Records provided =
___

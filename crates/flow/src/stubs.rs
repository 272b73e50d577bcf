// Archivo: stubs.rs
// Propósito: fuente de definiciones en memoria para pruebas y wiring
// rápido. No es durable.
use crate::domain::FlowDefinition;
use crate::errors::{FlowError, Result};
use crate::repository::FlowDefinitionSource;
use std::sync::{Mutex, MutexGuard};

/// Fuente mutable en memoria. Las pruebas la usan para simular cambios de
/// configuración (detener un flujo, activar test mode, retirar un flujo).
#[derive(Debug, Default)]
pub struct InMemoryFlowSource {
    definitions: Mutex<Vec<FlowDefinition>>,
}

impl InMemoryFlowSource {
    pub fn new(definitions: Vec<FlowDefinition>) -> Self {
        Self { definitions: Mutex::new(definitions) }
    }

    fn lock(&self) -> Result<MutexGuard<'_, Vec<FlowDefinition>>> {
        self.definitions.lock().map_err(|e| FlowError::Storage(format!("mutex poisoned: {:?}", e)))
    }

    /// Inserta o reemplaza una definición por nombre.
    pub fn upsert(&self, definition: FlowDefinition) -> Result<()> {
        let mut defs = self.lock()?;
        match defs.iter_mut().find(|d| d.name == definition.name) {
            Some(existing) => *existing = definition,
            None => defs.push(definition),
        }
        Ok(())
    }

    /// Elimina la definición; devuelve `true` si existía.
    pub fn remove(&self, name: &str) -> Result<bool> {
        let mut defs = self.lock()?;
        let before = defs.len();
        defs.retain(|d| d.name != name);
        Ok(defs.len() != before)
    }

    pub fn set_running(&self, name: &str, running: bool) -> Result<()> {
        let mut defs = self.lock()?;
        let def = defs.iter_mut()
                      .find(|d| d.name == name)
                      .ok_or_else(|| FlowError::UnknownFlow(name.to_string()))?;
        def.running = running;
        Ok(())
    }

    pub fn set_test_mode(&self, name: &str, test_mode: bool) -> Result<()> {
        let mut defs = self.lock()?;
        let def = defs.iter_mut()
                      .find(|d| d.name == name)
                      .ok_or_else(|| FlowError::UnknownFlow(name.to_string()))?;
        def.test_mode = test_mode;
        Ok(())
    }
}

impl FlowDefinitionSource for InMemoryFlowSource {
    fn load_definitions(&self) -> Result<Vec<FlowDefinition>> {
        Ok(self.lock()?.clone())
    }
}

___

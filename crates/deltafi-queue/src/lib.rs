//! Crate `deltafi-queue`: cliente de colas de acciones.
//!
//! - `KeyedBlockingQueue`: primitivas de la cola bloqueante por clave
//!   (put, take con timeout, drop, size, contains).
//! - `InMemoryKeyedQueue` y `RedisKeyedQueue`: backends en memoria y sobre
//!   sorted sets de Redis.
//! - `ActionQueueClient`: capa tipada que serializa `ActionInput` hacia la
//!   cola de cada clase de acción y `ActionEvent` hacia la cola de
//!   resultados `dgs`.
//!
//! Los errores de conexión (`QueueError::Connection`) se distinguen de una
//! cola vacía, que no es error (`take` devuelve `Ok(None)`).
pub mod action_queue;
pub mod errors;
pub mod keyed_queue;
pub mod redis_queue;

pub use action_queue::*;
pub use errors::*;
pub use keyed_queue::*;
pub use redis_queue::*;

___

Task directions =
Using the material above, filter for lines holding "definición" and copy each one.

Expected answer =
    /// Inserta o reemplaza una definición por nombre.
    /// Elimina la definición; devuelve `true` si existía.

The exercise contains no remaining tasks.